_Given records_:
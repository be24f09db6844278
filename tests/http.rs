use once_cell::sync::Lazy;
use reqwest::{Client, StatusCode};
use serde::Deserialize;
use std::net::TcpListener;
use std::process::{Child, Command, Stdio};
use std::sync::Arc;
use std::time::{Duration, Instant};
use tokio::sync::Mutex;
use tokio::time::sleep;

#[derive(Debug, Deserialize)]
struct Habit {
    id: String,
    name: String,
    target_count: u32,
}

#[derive(Debug, Deserialize)]
struct HabitCard {
    id: String,
    name: String,
    today_count: u32,
    completed: bool,
    recent: Vec<serde_json::Value>,
}

#[derive(Debug, Deserialize)]
struct ProgressEntry {
    habit_id: String,
    completed_count: u32,
}

#[derive(Debug, Deserialize)]
struct StepResponse {
    entry: ProgressEntry,
    just_completed: bool,
}

#[derive(Debug, Deserialize)]
struct DailyStats {
    total: usize,
    completed: usize,
    in_progress: usize,
}

#[derive(Debug, Deserialize)]
struct StatsResponse {
    today: DailyStats,
    total_completions: usize,
    rollup: Vec<serde_json::Value>,
}

struct TestServer {
    base_url: String,
    child: Child,
}

impl Drop for TestServer {
    fn drop(&mut self) {
        let _ = self.child.kill();
        let _ = self.child.wait();
    }
}

static TEST_LOCK: Lazy<Mutex<()>> = Lazy::new(|| Mutex::new(()));
static SERVER: Lazy<Mutex<Option<Arc<TestServer>>>> = Lazy::new(|| Mutex::new(None));

#[cfg(unix)]
mod cleanup {
    use std::sync::atomic::{AtomicI32, Ordering};
    use std::sync::Once;

    static REGISTER: Once = Once::new();
    static PID: AtomicI32 = AtomicI32::new(0);

    pub fn register(pid: u32) {
        REGISTER.call_once(|| {
            PID.store(pid as i32, Ordering::SeqCst);
            unsafe {
                libc::atexit(on_exit);
            }
        });
    }

    extern "C" fn on_exit() {
        let pid = PID.load(Ordering::SeqCst);
        if pid > 0 {
            unsafe {
                libc::kill(pid, libc::SIGTERM);
            }
        }
    }
}

fn pick_free_port() -> u16 {
    let listener = TcpListener::bind("127.0.0.1:0").expect("bind random port");
    let port = listener.local_addr().unwrap().port();
    drop(listener);
    port
}

fn unique_data_path() -> String {
    let nanos = std::time::SystemTime::now()
        .duration_since(std::time::UNIX_EPOCH)
        .unwrap()
        .as_nanos();
    let mut path = std::env::temp_dir();
    path.push(format!("habitflow_http_{}_{}.json", std::process::id(), nanos));
    path.to_string_lossy().to_string()
}

async fn wait_until_ready(base_url: &str) {
    let client = Client::new();
    let deadline = Instant::now() + Duration::from_secs(3);
    loop {
        if let Ok(resp) = client.get(format!("{base_url}/api/today")).send().await {
            if resp.status().is_success() {
                return;
            }
        }
        if Instant::now() > deadline {
            panic!("server did not become ready");
        }
        sleep(Duration::from_millis(100)).await;
    }
}

async fn spawn_server() -> TestServer {
    let port = pick_free_port();
    let data_path = unique_data_path();
    let child = Command::new(env!("CARGO_BIN_EXE_habitflow"))
        .env("PORT", port.to_string())
        .env("APP_DATA_PATH", data_path)
        .env("RUST_LOG", "info")
        .stdout(Stdio::inherit())
        .stderr(Stdio::inherit())
        .spawn()
        .expect("failed to spawn server");

    #[cfg(unix)]
    cleanup::register(child.id());

    let base_url = format!("http://127.0.0.1:{port}");
    wait_until_ready(&base_url).await;

    TestServer { base_url, child }
}

async fn shared_server() -> Arc<TestServer> {
    let mut guard = SERVER.lock().await;
    if let Some(server) = guard.as_ref() {
        return Arc::clone(server);
    }
    let server = Arc::new(spawn_server().await);
    *guard = Some(Arc::clone(&server));
    server
}

async fn create_habit(client: &Client, base_url: &str, name: &str, target: u32) -> Habit {
    let response = client
        .post(format!("{base_url}/api/habits"))
        .json(&serde_json::json!({ "name": name, "target_count": target }))
        .send()
        .await
        .unwrap();
    assert_eq!(response.status(), StatusCode::CREATED);
    response.json().await.unwrap()
}

async fn stats(client: &Client, base_url: &str) -> StatsResponse {
    client
        .get(format!("{base_url}/api/stats"))
        .send()
        .await
        .unwrap()
        .json()
        .await
        .unwrap()
}

async fn step(client: &Client, base_url: &str, id: &str, action: &str) -> StepResponse {
    let response = client
        .post(format!("{base_url}/api/habits/{id}/{action}"))
        .send()
        .await
        .unwrap();
    assert!(response.status().is_success());
    response.json().await.unwrap()
}

#[tokio::test]
async fn http_increment_completes_habit_for_today() {
    let _guard = TEST_LOCK.lock().await;
    let server = shared_server().await;
    let client = Client::new();

    let before = stats(&client, &server.base_url).await;
    let habit = create_habit(&client, &server.base_url, "  Drink water ", 2).await;
    assert_eq!(habit.name, "Drink water");
    assert_eq!(habit.target_count, 2);

    let first = step(&client, &server.base_url, &habit.id, "increment").await;
    assert_eq!(first.entry.habit_id, habit.id);
    assert_eq!(first.entry.completed_count, 1);
    assert!(!first.just_completed);

    let mid = stats(&client, &server.base_url).await;
    assert_eq!(mid.today.total, before.today.total + 1);
    assert_eq!(mid.today.in_progress, before.today.in_progress + 1);

    let second = step(&client, &server.base_url, &habit.id, "increment").await;
    assert!(second.just_completed);

    let after = stats(&client, &server.base_url).await;
    assert_eq!(after.today.completed, before.today.completed + 1);
    assert_eq!(after.total_completions, before.total_completions + 1);
    assert_eq!(after.rollup.len(), 7);

    let cards: Vec<HabitCard> = client
        .get(format!("{}/api/habits?filter=completed&search=WATER", server.base_url))
        .send()
        .await
        .unwrap()
        .json()
        .await
        .unwrap();
    let card = cards.iter().find(|card| card.id == habit.id).expect("missing habit card");
    assert_eq!(card.name, "Drink water");
    assert_eq!(card.today_count, 2);
    assert!(card.completed);
    assert_eq!(card.recent.len(), 7);
}

#[tokio::test]
async fn http_decrement_never_goes_below_zero() {
    let _guard = TEST_LOCK.lock().await;
    let server = shared_server().await;
    let client = Client::new();

    let habit = create_habit(&client, &server.base_url, "Stretch", 1).await;
    let result = step(&client, &server.base_url, &habit.id, "decrement").await;
    assert_eq!(result.entry.completed_count, 0);
    assert!(!result.just_completed);
}

#[tokio::test]
async fn http_rejects_invalid_habits() {
    let _guard = TEST_LOCK.lock().await;
    let server = shared_server().await;
    let client = Client::new();

    for body in [
        serde_json::json!({ "name": "   " }),
        serde_json::json!({ "name": "Run", "target_count": 0 }),
    ] {
        let response = client
            .post(format!("{}/api/habits", server.base_url))
            .json(&body)
            .send()
            .await
            .unwrap();
        assert_eq!(response.status(), StatusCode::BAD_REQUEST);
    }
}

#[tokio::test]
async fn http_delete_removes_habit_and_progress() {
    let _guard = TEST_LOCK.lock().await;
    let server = shared_server().await;
    let client = Client::new();

    let habit = create_habit(&client, &server.base_url, "Journal", 1).await;
    let upsert = client
        .post(format!("{}/api/progress", server.base_url))
        .json(&serde_json::json!({
            "habit_id": habit.id,
            "date": "2024-01-01",
            "completed_count": 3,
            "notes": "caught up"
        }))
        .send()
        .await
        .unwrap();
    assert!(upsert.status().is_success());

    let response = client
        .delete(format!("{}/api/habits/{}", server.base_url, habit.id))
        .send()
        .await
        .unwrap();
    assert_eq!(response.status(), StatusCode::NO_CONTENT);

    let progress: Vec<ProgressEntry> = client
        .get(format!("{}/api/progress", server.base_url))
        .send()
        .await
        .unwrap()
        .json()
        .await
        .unwrap();
    assert!(progress.iter().all(|entry| entry.habit_id != habit.id));

    let missing = client
        .post(format!("{}/api/habits/{}/increment", server.base_url, habit.id))
        .send()
        .await
        .unwrap();
    assert_eq!(missing.status(), StatusCode::NOT_FOUND);
}

async fn habit_names(client: &Client, base_url: &str, query: &str) -> Vec<String> {
    let cards: Vec<HabitCard> = client
        .get(format!("{base_url}/api/habits?{query}"))
        .send()
        .await
        .unwrap()
        .json()
        .await
        .unwrap();
    cards.into_iter().map(|card| card.name).collect()
}

#[tokio::test]
async fn http_update_patches_habit() {
    let _guard = TEST_LOCK.lock().await;
    let server = shared_server().await;
    let client = Client::new();

    let habit = create_habit(&client, &server.base_url, "Meditate", 1).await;
    let url = format!("{}/api/habits/{}", server.base_url, habit.id);

    let updated: serde_json::Value = client
        .put(&url)
        .json(&serde_json::json!({ "target_count": 3, "description": "before bed", "frequency": "weekly" }))
        .send()
        .await
        .unwrap()
        .json()
        .await
        .unwrap();
    assert_eq!(updated["name"], "Meditate");
    assert_eq!(updated["target_count"], 3);
    assert_eq!(updated["description"], "before bed");
    assert_eq!(updated["frequency"], "weekly");

    for body in [
        serde_json::json!({ "name": "  " }),
        serde_json::json!({ "target_count": 0 }),
        serde_json::json!({ "color": "red\"><script>x</script>" }),
    ] {
        let response = client.put(&url).json(&body).send().await.unwrap();
        assert_eq!(response.status(), StatusCode::BAD_REQUEST);
    }

    let missing = client
        .put(format!(
            "{}/api/habits/00000000-0000-0000-0000-000000000000",
            server.base_url
        ))
        .json(&serde_json::json!({ "target_count": 2 }))
        .send()
        .await
        .unwrap();
    assert_eq!(missing.status(), StatusCode::NOT_FOUND);
}

#[tokio::test]
async fn http_today_shape() {
    let _guard = TEST_LOCK.lock().await;
    let server = shared_server().await;
    let client = Client::new();

    let today: serde_json::Value = client
        .get(format!("{}/api/today", server.base_url))
        .send()
        .await
        .unwrap()
        .json()
        .await
        .unwrap();
    assert_eq!(today["date"].as_str().map(str::len), Some(10));
    for key in ["total", "completed", "in_progress", "completion_rate"] {
        assert!(today[key].is_u64(), "{key} missing from {today}");
    }
    assert!(today["completion_rate"].as_u64().unwrap() <= 100);

    let stats = stats(&client, &server.base_url).await;
    assert_eq!(today["total"].as_u64(), Some(stats.today.total as u64));
    assert_eq!(today["completed"].as_u64(), Some(stats.today.completed as u64));
}

#[tokio::test]
async fn http_sort_orders_and_stats_ranges() {
    let _guard = TEST_LOCK.lock().await;
    let server = shared_server().await;
    let client = Client::new();

    let older = create_habit(&client, &server.base_url, "Sortcheck older", 1).await;
    let newer = create_habit(&client, &server.base_url, "Sortcheck newer", 4).await;
    step(&client, &server.base_url, &older.id, "increment").await;
    step(&client, &server.base_url, &newer.id, "increment").await;

    let by_progress = habit_names(&client, &server.base_url, "sort_by=progress&search=sortcheck").await;
    assert_eq!(by_progress, ["Sortcheck older", "Sortcheck newer"]);
    let by_date = habit_names(&client, &server.base_url, "sort_by=date&search=SORTCHECK").await;
    assert_eq!(by_date, ["Sortcheck newer", "Sortcheck older"]);
    let pending = habit_names(&client, &server.base_url, "filter=pending&search=sortcheck").await;
    assert_eq!(pending, ["Sortcheck newer"]);

    let invalid = client
        .get(format!("{}/api/habits?sort_by=colour", server.base_url))
        .send()
        .await
        .unwrap();
    assert_eq!(invalid.status(), StatusCode::BAD_REQUEST);

    for (range, expected) in [("week", 7), ("month", 30)] {
        let stats: StatsResponse = client
            .get(format!("{}/api/stats?range={range}", server.base_url))
            .send()
            .await
            .unwrap()
            .json()
            .await
            .unwrap();
        assert_eq!(stats.rollup.len(), expected);
    }
}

_What to produce_: Read the entries above, then pull out the lines that include "expected".

_Reply to the task_:
    for (range, expected) in [("week", 7), ("month", 30)] {
        assert_eq!(stats.rollup.len(), expected);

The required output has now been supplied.